Yahoo, NBC, CBS, the Wall Street Journal, and other news outlets have reported on Ilene Steur suing Georgia gunmaker Glock and its parent company based on Austria. Steur was on her way to work when she was shot in the April 12 attack in which a gunman fired dozens of bullets aboard a busy subway train. Frank James is charged with committing the attack on Steur, among other victims. James is alleged to have used a 9mm Glock handgun in the shooting. Last month, James pleaded not guilty to terrorism and weapons charges.

Fortuitously for Steur, New York state law relating to the liability of a firearms manufacturer is written in sufficiently vague language for establishing liability of a manufacturer that the scope of the language can encompass almost any act someone does not like. The article alleges that the state law allows people to hold gun makers liable for damages if the firearm manufacturer creates a “public nuisance,” whatever that is. One of Steur’s claims is based on the allegation that Glock fueled a ‘public nuisance’ in New York and thereby endangered public health and safety.

Part of Steur’s legal claim is alleging Glock employed marketing characteristics of its products that would appeal to “purchasers with criminal intent.” In the lawsuit, Steur and her lawyers accuse Glock of marketing its products in ways that emphasize “firearm characteristics such as their high capacity and ease of concealment, that appeal to prospective purchasers with criminal intent.” The allegation is aggressive.

The lawsuit further accuses Glock of “purposely supplying more firearms than the legitimate market could bear in order to induce sales in the secondary market,” as well as of failing to train dealers to avoid illegal transactions, and refusing to shut down contracts with distributors who have sold to dealers “with disproportionately high volumes of guns traced to crime scenes.”

As a result, it says, Glock has “endangered the public health and safety” of New York residents by marketing, distributing, promoting and selling firearms “with reckless disregard for human life and for the peace, tranquility and economic well-being of the public.” Rubenstein said “She (Steur) sustained horrific physical injuries, as well as psychological injuries which she is under treatment for now. Her life will never be the same.”

Steur’s attorney Sanford Rubenstein said: “We’ll have to prove that the marketing efforts of Glock resulted in the creation of a public nuisance which puts guns in the hands of the wrong people.” The lawsuit puts New York general business law 898 to the test for the first time. Enacted in 2021, and facing legal challenges of its own, it prohibits the gun industry from endangering “the safety or health of the public through the sale, manufacturing, importing or marketing of a qualified product.”

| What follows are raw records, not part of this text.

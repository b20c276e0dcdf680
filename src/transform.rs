//! Coordinate transforms for axes under antipodal symmetry.
//!
//! Orientations are stored as (azimuth, colatitude) pairs in radians. This
//! module converts them to cartesian unit vectors, to the reduced two-angle
//! Bunge-Euler relabeling used by the neighbor stencil, and back. Every
//! function is pure and elementwise; NaN inputs give NaN outputs.

use std::f64::consts::{FRAC_PI_2, PI, TAU};

use nalgebra::Vector3;
use ndarray::{Array2, Array3, ArrayView2, Zip};

#[cfg(test)]
mod tests {
    use super::*;
    use approx::assert_abs_diff_eq;
    use ndarray::array;
    use quickcheck::quickcheck;
    use rstest::rstest;

    fn angle_from(raw: u16, span: f64) -> f64 {
        raw as f64 / u16::MAX as f64 * span
    }

    #[rstest]
    #[case(0.0, 0.0, [0.0, 0.0, 1.0])]
    #[case(0.0, FRAC_PI_2, [1.0, 0.0, 0.0])]
    #[case(FRAC_PI_2, FRAC_PI_2, [0.0, 1.0, 0.0])]
    #[case(PI, FRAC_PI_2, [-1.0, 0.0, 0.0])]
    #[case(3.0 * FRAC_PI_2, FRAC_PI_2, [0.0, -1.0, 0.0])]
    fn cartesian_of_known_directions(
        #[case] azimuth: f64,
        #[case] colatitude: f64,
        #[case] expected: [f64; 3],
    ) {
        let v = to_cartesian(azimuth, colatitude);
        assert_abs_diff_eq!(v, Vector3::from(expected), epsilon = 1e-12);
    }

    #[test]
    fn missing_cells_propagate() {
        let v = to_cartesian(f64::NAN, 0.3);
        assert!(v.iter().all(|c| c.is_nan()));
        let (phi1, phi) = to_bunge_euler(0.2, f64::NAN);
        assert_abs_diff_eq!(phi1, 0.2 + FRAC_PI_2, epsilon = 1e-12);
        assert!(phi.is_nan());
    }

    #[test]
    fn polar_of_axes() {
        let (rho, theta) = cartesian_to_polar(0.0, 2.0);
        assert_abs_diff_eq!(rho, 2.0);
        assert_abs_diff_eq!(theta, FRAC_PI_2);
    }

    #[test]
    fn lower_hemisphere_folds_to_antipode() {
        let (az, col) = upper_hemisphere(0.5, PI - 0.3);
        assert_abs_diff_eq!(az, 0.5 + PI, epsilon = 1e-12);
        assert_abs_diff_eq!(col, 0.3, epsilon = 1e-12);
        let (az, col) = upper_hemisphere(4.0, -0.2);
        assert_abs_diff_eq!(az, 4.0 + PI - TAU, epsilon = 1e-12);
        assert_abs_diff_eq!(col, 0.2, epsilon = 1e-12);
    }

    #[test]
    fn equator_pairs_share_a_representative() {
        let (az, col) = upper_hemisphere(0.3, FRAC_PI_2);
        let (flipped_az, flipped_col) = upper_hemisphere(0.3 + PI, PI - FRAC_PI_2);
        assert_eq!(col, FRAC_PI_2);
        assert_eq!(flipped_col, FRAC_PI_2);
        assert_abs_diff_eq!(az, 0.3, epsilon = 1e-12);
        assert_abs_diff_eq!(flipped_az, 0.3, epsilon = 1e-12);
        let (az, _) = upper_hemisphere(5.0, FRAC_PI_2);
        assert_abs_diff_eq!(az, 5.0 - PI, epsilon = 1e-12);
    }

    #[test]
    fn grid_transform_layout() {
        let azimuth = array![[0.0, FRAC_PI_2], [PI, f64::NAN]];
        let colatitude = array![[0.0, FRAC_PI_2], [FRAC_PI_2, 0.1]];
        let xyz = cartesian_grid(azimuth.view(), colatitude.view());
        assert_eq!(xyz.shape(), &[2, 2, 3]);
        assert_abs_diff_eq!(xyz[[0, 0, 2]], 1.0);
        assert_abs_diff_eq!(xyz[[0, 1, 1]], 1.0, epsilon = 1e-12);
        assert_abs_diff_eq!(xyz[[1, 0, 0]], -1.0, epsilon = 1e-12);
        assert!(xyz[[1, 1, 0]].is_nan());
        assert_abs_diff_eq!(xyz[[1, 1, 2]], 0.1f64.cos());

        let bunge = bunge_grid(azimuth.view(), colatitude.view());
        assert_eq!(bunge.shape(), &[2, 2, 2]);
        assert_abs_diff_eq!(bunge[[1, 0, 0]], 3.0 * FRAC_PI_2, epsilon = 1e-12);
    }

    quickcheck! {
        fn cartesian_has_unit_norm(a: u16, c: u16) -> bool {
            let v = to_cartesian(angle_from(a, TAU), angle_from(c, FRAC_PI_2));
            (v.norm() - 1.0).abs() < 1e-9
        }

        fn bunge_roundtrip_recovers_azimuth(a: u16, c: u16) -> bool {
            let azimuth = angle_from(a, TAU) % TAU;
            let colatitude = angle_from(c, FRAC_PI_2);
            let (phi1, phi) = to_bunge_euler(azimuth, colatitude);
            let (back, col) = from_bunge_euler(phi1, phi);
            let diff = (back - azimuth).abs();
            (diff < 1e-9 || (TAU - diff) < 1e-9) && col == colatitude
        }

        fn cartesian_roundtrip_on_upper_hemisphere(a: u16, c: u16) -> bool {
            let azimuth = angle_from(a, TAU);
            let colatitude = angle_from(c, FRAC_PI_2);
            let v = to_cartesian(azimuth, colatitude);
            let (az, col) = from_cartesian(&v);
            let w = to_cartesian(az, col);
            (v - w).norm() < 1e-9 || (v + w).norm() < 1e-9
        }
    }
}

/// Cartesian unit vector of an (azimuth, colatitude) pair.
pub fn to_cartesian(azimuth: f64, colatitude: f64) -> Vector3<f64> {
    let sin_col = colatitude.sin();
    Vector3::new(
        azimuth.cos() * sin_col,
        azimuth.sin() * sin_col,
        colatitude.cos(),
    )
}

/// Reduced Bunge-Euler pair `(phi1, Phi)`: a frame relabeling, not a full
/// three-angle decomposition.
pub fn to_bunge_euler(azimuth: f64, colatitude: f64) -> (f64, f64) {
    ((azimuth + FRAC_PI_2).rem_euclid(TAU), colatitude)
}

/// Inverse of [`to_bunge_euler`].
pub fn from_bunge_euler(phi1: f64, phi: f64) -> (f64, f64) {
    ((phi1 - FRAC_PI_2).rem_euclid(TAU), phi)
}

pub fn cartesian_to_polar(x: f64, y: f64) -> (f64, f64) {
    ((x * x + y * y).sqrt(), y.atan2(x))
}

/// Angular pair of a unit vector, returned as its upper-hemisphere representative.
pub fn from_cartesian(v: &Vector3<f64>) -> (f64, f64) {
    let colatitude = v.z.clamp(-1.0, 1.0).acos();
    let azimuth = v.y.atan2(v.x).rem_euclid(TAU);
    upper_hemisphere(azimuth, colatitude)
}

/// Representative of `(azimuth, colatitude)` with colatitude in `[0, π/2]`.
///
/// A direction and its negation map to the same pair. On the equator the
/// azimuth is taken modulo π, since both `azimuth` and `azimuth + π` lie there.
pub fn upper_hemisphere(azimuth: f64, colatitude: f64) -> (f64, f64) {
    let (mut azimuth, mut colatitude) = (azimuth, colatitude);
    if colatitude < 0.0 {
        azimuth += PI;
        colatitude = -colatitude;
    }
    colatitude = colatitude.rem_euclid(TAU);
    if colatitude > PI {
        azimuth += PI;
        colatitude = TAU - colatitude;
    }
    if colatitude > FRAC_PI_2 {
        azimuth += PI;
        colatitude = PI - colatitude;
    }
    if colatitude == FRAC_PI_2 {
        return (azimuth.rem_euclid(PI), colatitude);
    }
    (azimuth.rem_euclid(TAU), colatitude)
}

/// Cartesian field of shape `(rows, cols, 3)`.
pub fn cartesian_grid(azimuth: ArrayView2<f64>, colatitude: ArrayView2<f64>) -> Array3<f64> {
    let x = Zip::from(&azimuth)
        .and(&colatitude)
        .map_collect(|&a, &c| a.cos() * c.sin());
    let y = Zip::from(&azimuth)
        .and(&colatitude)
        .map_collect(|&a, &c| a.sin() * c.sin());
    let z = colatitude.mapv(f64::cos);
    stack_channels(&[x, y, z])
}

/// Bunge-Euler field of shape `(rows, cols, 2)`.
pub fn bunge_grid(azimuth: ArrayView2<f64>, colatitude: ArrayView2<f64>) -> Array3<f64> {
    let phi1 = azimuth.mapv(|a| (a + FRAC_PI_2).rem_euclid(TAU));
    stack_channels(&[phi1, colatitude.to_owned()])
}

pub(crate) fn stack_channels(channels: &[Array2<f64>]) -> Array3<f64> {
    let (rows, cols) = channels[0].dim();
    Array3::from_shape_fn((rows, cols, channels.len()), |(i, j, k)| channels[k][[i, j]])
}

According to the commentary in the article, the behavior, the criminal history, the mental state, the malice of the shooter, play no role in determining the liability of the gun manufacturer. They are not issues on a checklist that must be proven to hold a manufacturer responsible, opined attorney Rachel Demarest Gold, who is not affiliated with the case.

The lawsuit comes after gun industry leaders unsuccessfully challenged a 2021 New York law allowing victims of gun violence to sue gun manufacturers and dealers over their injuries. A federal district judge upheld the law last week, rejecting gun manufacturers’ claims that the legislation was unconstitutional.

The decision was handed down just a day after the deadly school shooting in Uvalde, Texas, that left 19 children and two teachers dead. The massacre at Robb Elementary School has prompted widespread calls for strengthened gun control measures.

President Joe Biden on Monday pushed for tougher gun control measures, including a ban on assault weapons. “Remember, the Constitution, the Second Amendment was never absolute,” he told reporters outside the White House. “You couldn’t buy a cannon when the Second Amendment was passed. You couldn’t go out and purchase a lot of weaponry.

Marketing tactics were the basis of the lawsuit Sandy Hook families filed against gun maker Remington Arms. In February, the insurance companies for the gunmaker settled for a record $73 million. The validity of the Connecticut gun law upon which the litigation was based was not tested.